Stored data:
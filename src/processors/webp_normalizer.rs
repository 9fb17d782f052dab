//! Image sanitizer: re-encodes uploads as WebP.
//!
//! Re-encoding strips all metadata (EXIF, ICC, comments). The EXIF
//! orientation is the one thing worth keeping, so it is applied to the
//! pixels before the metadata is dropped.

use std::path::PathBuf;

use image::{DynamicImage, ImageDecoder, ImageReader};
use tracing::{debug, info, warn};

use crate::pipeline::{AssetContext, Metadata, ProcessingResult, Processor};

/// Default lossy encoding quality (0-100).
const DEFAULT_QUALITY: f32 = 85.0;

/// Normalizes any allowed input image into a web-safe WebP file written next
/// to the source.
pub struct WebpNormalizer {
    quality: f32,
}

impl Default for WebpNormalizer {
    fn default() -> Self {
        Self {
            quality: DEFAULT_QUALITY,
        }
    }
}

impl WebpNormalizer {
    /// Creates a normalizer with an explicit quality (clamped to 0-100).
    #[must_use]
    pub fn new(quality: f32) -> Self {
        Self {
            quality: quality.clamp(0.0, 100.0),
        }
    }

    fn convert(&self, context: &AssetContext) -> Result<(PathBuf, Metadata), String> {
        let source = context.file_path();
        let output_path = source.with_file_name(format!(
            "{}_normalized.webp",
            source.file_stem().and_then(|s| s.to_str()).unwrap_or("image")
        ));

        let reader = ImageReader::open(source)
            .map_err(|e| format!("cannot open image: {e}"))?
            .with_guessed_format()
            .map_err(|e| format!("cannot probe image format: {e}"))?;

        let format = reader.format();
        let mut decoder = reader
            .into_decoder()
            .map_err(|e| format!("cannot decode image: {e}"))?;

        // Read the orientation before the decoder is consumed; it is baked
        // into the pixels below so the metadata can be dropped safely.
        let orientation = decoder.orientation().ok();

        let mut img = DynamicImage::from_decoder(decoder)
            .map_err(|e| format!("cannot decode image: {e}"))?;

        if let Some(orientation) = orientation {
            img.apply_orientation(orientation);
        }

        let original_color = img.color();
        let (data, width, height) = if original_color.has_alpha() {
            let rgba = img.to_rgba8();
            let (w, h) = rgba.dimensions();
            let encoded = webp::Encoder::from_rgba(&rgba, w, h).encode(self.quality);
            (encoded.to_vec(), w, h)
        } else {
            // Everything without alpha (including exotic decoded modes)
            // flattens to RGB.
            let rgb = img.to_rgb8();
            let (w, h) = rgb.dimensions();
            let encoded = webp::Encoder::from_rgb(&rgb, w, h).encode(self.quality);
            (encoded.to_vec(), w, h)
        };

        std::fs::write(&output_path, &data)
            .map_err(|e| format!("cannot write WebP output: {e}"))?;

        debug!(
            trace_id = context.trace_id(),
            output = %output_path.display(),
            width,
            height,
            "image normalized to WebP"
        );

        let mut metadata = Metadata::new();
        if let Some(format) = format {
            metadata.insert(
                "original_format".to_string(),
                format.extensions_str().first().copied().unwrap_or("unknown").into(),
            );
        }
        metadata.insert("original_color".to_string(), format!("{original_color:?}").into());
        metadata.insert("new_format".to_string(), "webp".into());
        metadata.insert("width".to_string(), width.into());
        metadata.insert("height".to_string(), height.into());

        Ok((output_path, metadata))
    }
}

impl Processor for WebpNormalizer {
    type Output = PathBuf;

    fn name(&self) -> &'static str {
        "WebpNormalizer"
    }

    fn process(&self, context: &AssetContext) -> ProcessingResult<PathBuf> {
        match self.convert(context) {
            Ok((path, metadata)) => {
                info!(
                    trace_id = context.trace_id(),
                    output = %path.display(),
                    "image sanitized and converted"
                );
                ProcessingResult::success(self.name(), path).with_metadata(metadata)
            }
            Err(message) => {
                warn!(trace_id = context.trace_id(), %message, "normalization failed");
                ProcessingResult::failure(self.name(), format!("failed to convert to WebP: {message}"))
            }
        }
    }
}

◆ Activity ◆
The records above are to be given again in full, exactly as written.

◆ Finished task ◆
filename src/processors/webp_normalizer.rs
repository 9fb17d782f052dab
//! Image sanitizer: re-encodes uploads as WebP.
//!
//! Re-encoding strips all metadata (EXIF, ICC, comments). The EXIF
//! orientation is the one thing worth keeping, so it is applied to the
//! pixels before the metadata is dropped.

use std::path::PathBuf;

use image::{DynamicImage, ImageDecoder, ImageReader};
use tracing::{debug, info, warn};

use crate::pipeline::{AssetContext, Metadata, ProcessingResult, Processor};

/// Default lossy encoding quality (0-100).
const DEFAULT_QUALITY: f32 = 85.0;

/// Normalizes any allowed input image into a web-safe WebP file written next
/// to the source.
pub struct WebpNormalizer {
    quality: f32,
}

impl Default for WebpNormalizer {
    fn default() -> Self {
        Self {
            quality: DEFAULT_QUALITY,
        }
    }
}

impl WebpNormalizer {
    /// Creates a normalizer with an explicit quality (clamped to 0-100).
    #[must_use]
    pub fn new(quality: f32) -> Self {
        Self {
            quality: quality.clamp(0.0, 100.0),
        }
    }

    fn convert(&self, context: &AssetContext) -> Result<(PathBuf, Metadata), String> {
        let source = context.file_path();
        let output_path = source.with_file_name(format!(
            "{}_normalized.webp",
            source.file_stem().and_then(|s| s.to_str()).unwrap_or("image")
        ));

        let reader = ImageReader::open(source)
            .map_err(|e| format!("cannot open image: {e}"))?
            .with_guessed_format()
            .map_err(|e| format!("cannot probe image format: {e}"))?;

        let format = reader.format();
        let mut decoder = reader
            .into_decoder()
            .map_err(|e| format!("cannot decode image: {e}"))?;

        // Read the orientation before the decoder is consumed; it is baked
        // into the pixels below so the metadata can be dropped safely.
        let orientation = decoder.orientation().ok();

        let mut img = DynamicImage::from_decoder(decoder)
            .map_err(|e| format!("cannot decode image: {e}"))?;

        if let Some(orientation) = orientation {
            img.apply_orientation(orientation);
        }

        let original_color = img.color();
        let (data, width, height) = if original_color.has_alpha() {
            let rgba = img.to_rgba8();
            let (w, h) = rgba.dimensions();
            let encoded = webp::Encoder::from_rgba(&rgba, w, h).encode(self.quality);
            (encoded.to_vec(), w, h)
        } else {
            // Everything without alpha (including exotic decoded modes)
            // flattens to RGB.
            let rgb = img.to_rgb8();
            let (w, h) = rgb.dimensions();
            let encoded = webp::Encoder::from_rgb(&rgb, w, h).encode(self.quality);
            (encoded.to_vec(), w, h)
        };

        std::fs::write(&output_path, &data)
            .map_err(|e| format!("cannot write WebP output: {e}"))?;

        debug!(
            trace_id = context.trace_id(),
            output = %output_path.display(),
            width,
            height,
            "image normalized to WebP"
        );

        let mut metadata = Metadata::new();
        if let Some(format) = format {
            metadata.insert(
                "original_format".to_string(),
                format.extensions_str().first().copied().unwrap_or("unknown").into(),
            );
        }
        metadata.insert("original_color".to_string(), format!("{original_color:?}").into());
        metadata.insert("new_format".to_string(), "webp".into());
        metadata.insert("width".to_string(), width.into());
        metadata.insert("height".to_string(), height.into());

        Ok((output_path, metadata))
    }
}

impl Processor for WebpNormalizer {
    type Output = PathBuf;

    fn name(&self) -> &'static str {
        "WebpNormalizer"
    }

    fn process(&self, context: &AssetContext) -> ProcessingResult<PathBuf> {
        match self.convert(context) {
            Ok((path, metadata)) => {
                info!(
                    trace_id = context.trace_id(),
                    output = %path.display(),
                    "image sanitized and converted"
                );
                ProcessingResult::success(self.name(), path).with_metadata(metadata)
            }
            Err(message) => {
                warn!(trace_id = context.trace_id(), %message, "normalization failed");
                ProcessingResult::failure(self.name(), format!("failed to convert to WebP: {message}"))
            }
        }
    }
}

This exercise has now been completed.